Set in Hawaii, Payne and cinematographer Phedon Papamichael also make the Aloha State a real character in the film, much like the landscape in Nebraska, but go beyond the usual cliches of hula skirts and mai tais, Shot is luscious, almost autumnal shades, The Descendants gives a glimpse of Hawaii as a real place, rather than just a holiday destination, which is critical to the film’s subplot.
Based on Kaui Hart Hemmings’ novel of the same name, Clooney’s Matt King ought to be detestable – good-looking, wealthy, complacent, living in a dream house with a beautiful wife, a wide circle of friends and with enough dosh to send his kids to an expensive boarding school. His comfortable life is also about to get much more comfortable, with the upcoming sale of 25,000 acres of gorgeous Kauai seafront. The land belongs to a family trust, of which King is the sole trustee, and all the family needs to do is decide who to flog it to.
King’s life is soon turned upside down when his wife suffers a critical head injury in a water sports accident, and the doctors advise she isn’t going to wake up. Now Matt has to juggle his family’s expectations regarding the land deal while taking care of his two daughters, the younger emotionally troubled by her mum’s condition, and the elder hateful towards her mother because of her infidelity.
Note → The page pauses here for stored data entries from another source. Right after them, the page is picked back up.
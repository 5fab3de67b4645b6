use memmap2::MmapMut;
use std::io;
use std::sync::atomic::{AtomicBool, Ordering};

/// Page-aligned anonymous mapping. Fresh pages are zero-filled by the kernel
/// but not necessarily resident.
pub struct AnonRegion {
    mmap: MmapMut,
    locked: AtomicBool,
}

impl AnonRegion {
    /// Map `size_bytes` of anonymous memory read-write.
    pub fn alloc(size_bytes: usize) -> io::Result<Self> {
        let mmap = MmapMut::map_anon(size_bytes)?;
        Ok(Self {
            mmap,
            locked: AtomicBool::new(false),
        })
    }

    /// Return raw pointer to the start of the region.
    #[inline]
    pub fn as_mut_ptr(&mut self) -> *mut u8 {
        self.mmap.as_mut_ptr()
    }

    /// Pin the region's pages in physical memory. Best-effort; pages are
    /// unpinned again when the region is dropped.
    #[cfg(unix)]
    pub fn lock(&self) -> bool {
        let rc = unsafe { libc::mlock(self.mmap.as_ptr() as *const libc::c_void, self.mmap.len()) };
        if rc == 0 {
            self.locked.store(true, Ordering::Relaxed);
            true
        } else {
            false
        }
    }

    /// Page locking is only wired up for unix targets.
    #[cfg(not(unix))]
    pub fn lock(&self) -> bool {
        false
    }
}

impl Drop for AnonRegion {
    fn drop(&mut self) {
        #[cfg(unix)]
        if self.locked.load(Ordering::Relaxed) {
            unsafe {
                libc::munlock(self.mmap.as_ptr() as *const libc::c_void, self.mmap.len());
            }
        }
    }
}
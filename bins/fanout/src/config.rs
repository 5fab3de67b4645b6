use serde::Deserialize;
use std::path::Path;

#[derive(Deserialize, Debug)]
pub struct FanoutConfig {
    #[serde(default = "defaults::capacity")]
    pub capacity: usize,
    #[serde(default = "defaults::readers")]
    pub readers: usize,
    #[serde(default = "defaults::messages")]
    pub messages: usize,
    #[serde(default = "defaults::log_level")]
    pub log_level: String,
    #[serde(default = "defaults::lock_pages")]
    pub lock_pages: bool,
}

#[derive(Debug, thiserror::Error)]
pub enum ConfigError {
    #[error("failed to read '{path}'")]
    Read {
        path: String,
        #[source]
        source: std::io::Error,
    },

    #[error("failed to parse config")]
    Parse(#[from] toml::de::Error),
}

mod defaults {
    pub fn capacity() -> usize {
        64
    }

    pub fn readers() -> usize {
        2
    }

    pub fn messages() -> usize {
        10_000
    }

    pub fn log_level() -> String {
        "info".into()
    }

    pub fn lock_pages() -> bool {
        true
    }
}

impl Default for FanoutConfig {
    fn default() -> Self {
        Self {
            capacity: defaults::capacity(),
            readers: defaults::readers(),
            messages: defaults::messages(),
            log_level: defaults::log_level(),
            lock_pages: defaults::lock_pages(),
        }
    }
}

impl FanoutConfig {
    pub fn load(path: impl AsRef<Path> + ToString) -> Result<Self, ConfigError> {
        let raw = std::fs::read_to_string(&path).map_err(|source| ConfigError::Read {
            path: path.to_string(),
            source,
        })?;
        let config: FanoutConfig = toml::from_str(&raw)?;
        Ok(config)
    }
}
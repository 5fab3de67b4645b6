use std::time::Instant;

// ─── Statistics ─────────────────────────────────────────────────────────────

#[derive(Debug, Clone)]
pub struct Stats {
    pub min: u64,
    pub max: u64,
    pub mean: f64,
    pub p50: u64,
    pub p90: u64,
    pub p99: u64,
    pub p999: u64,
    pub count: usize,
}

impl Stats {
    /// Nearest-rank percentile summary. Consumes and sorts the samples.
    ///
    /// # Panics
    /// Panics on an empty sample set.
    pub fn from_samples(mut samples: Vec<u64>) -> Self {
        assert!(!samples.is_empty(), "no samples to summarise");
        samples.sort_unstable();

        let count = samples.len();
        // rank = ceil(count * pct), pct given in tenths of a percent so
        // p99.9 stays in integer arithmetic
        let at = |tenths: usize| samples[(count * tenths).div_ceil(1000).max(1) - 1];

        Self {
            min: samples[0],
            max: samples[count - 1],
            mean: samples.iter().sum::<u64>() as f64 / count as f64,
            p50: at(500),
            p90: at(900),
            p99: at(990),
            p999: at(999),
            count,
        }
    }
}

// ─── Measurement Harness ────────────────────────────────────────────────────

#[derive(Debug, Clone)]
pub struct BenchResult {
    pub name: String,
    pub unit: String,
    pub stats: Stats,
}

/// Run `f` in fixed windows of `window` calls, recording each window's mean
/// cost per call. Windowing keeps the clock reads off the hot path; the
/// first tenth of the windows is thrown away as warmup.
pub fn time_windows<F: FnMut()>(
    name: &str,
    windows: usize,
    window: usize,
    mut f: F,
) -> BenchResult {
    assert!(windows > 0 && window > 0, "empty measurement plan");

    let warmup = windows.div_ceil(10);
    let mut samples = Vec::with_capacity(windows);

    for round in 0..warmup + windows {
        let begin = Instant::now();
        for _ in 0..window {
            f();
        }
        let spent = begin.elapsed().as_nanos();
        if round >= warmup {
            samples.push((spent / window as u128).max(1) as u64);
        }
    }

    BenchResult {
        name: name.into(),
        unit: "ns/op".into(),
        stats: Stats::from_samples(samples),
    }
}

// ─── Resource Usage ─────────────────────────────────────────────────────────

#[derive(Debug, Clone)]
pub struct ResourceSnapshot {
    pub max_rss_bytes: i64,
    pub minor_faults: i64,
    pub major_faults: i64,
    pub vol_ctx_switches: i64,
    pub invol_ctx_switches: i64,
}

pub fn capture_rusage() -> ResourceSnapshot {
    let mut usage: libc::rusage = unsafe { std::mem::zeroed() };
    unsafe { libc::getrusage(libc::RUSAGE_SELF, &mut usage) };
    #[cfg(target_os = "linux")]
    let max_rss_bytes = usage.ru_maxrss * 1024;
    #[cfg(not(target_os = "linux"))]
    let max_rss_bytes = usage.ru_maxrss;
    ResourceSnapshot {
        max_rss_bytes,
        minor_faults: usage.ru_minflt,
        major_faults: usage.ru_majflt,
        vol_ctx_switches: usage.ru_nvcsw,
        invol_ctx_switches: usage.ru_nivcsw,
    }
}

// ─── Display ────────────────────────────────────────────────────────────────

pub fn print_table_header() {
    println!(
        "  {:<36} {:>8} {:>8} {:>8} {:>8} {:>8} {:>8}  unit",
        "Benchmark", "min", "p50", "p90", "p99", "p99.9", "max",
    );
    println!("  {}", "─".repeat(96));
}

pub fn print_result_row(r: &BenchResult) {
    println!(
        "  {:<36} {:>8} {:>8} {:>8} {:>8} {:>8} {:>8}  {}",
        r.name,
        r.stats.min,
        r.stats.p50,
        r.stats.p90,
        r.stats.p99,
        r.stats.p999,
        r.stats.max,
        r.unit,
    );
}

pub fn section_header(title: &str) {
    println!("\n{}", "─".repeat(90));
    println!("  {title}");
    println!("{}\n", "─".repeat(90));
}

// ─── Workload Helpers ───────────────────────────────────────────────────────

/// A framed demo message: `r + 1` copies of the byte `r`.
pub fn run_message(r: u8) -> Vec<u8> {
    vec![r; r as usize + 1]
}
Rich people rarely make sympathetic characters in movies – no matter how bad their circumstances, there always seems to be a certain sense of schadenfreude involved, as if they somehow brought their misfortune on themselves by being so wealthy in the first place. That’s why I think George Clooney is an ace casting choice for the lead role here – I don’t mind him being far more rich, handsome, successful and charismatic than me because he’s just so damn good at it.
However, Clooney makes King a sympathetic character because he brings such understated bravery to the role – here is a man whose life was easy, now he not only faces dealing with the loss of his wife, but also with the fact she made him a cuckold.
It isn’t the same kind of bravery as storming a machine gun nest single-handed, or listening to the complete works of Justin Bieber without the benefit of morphine or an unlimited supply of booze. It is the type of quiet bravery we all need to draw upon at some point – the bravery to be dignified and hold yourself together, when the easiest thing to do would be to fall apart; the bravery to smile and do the right thing by your family when you’re hurting.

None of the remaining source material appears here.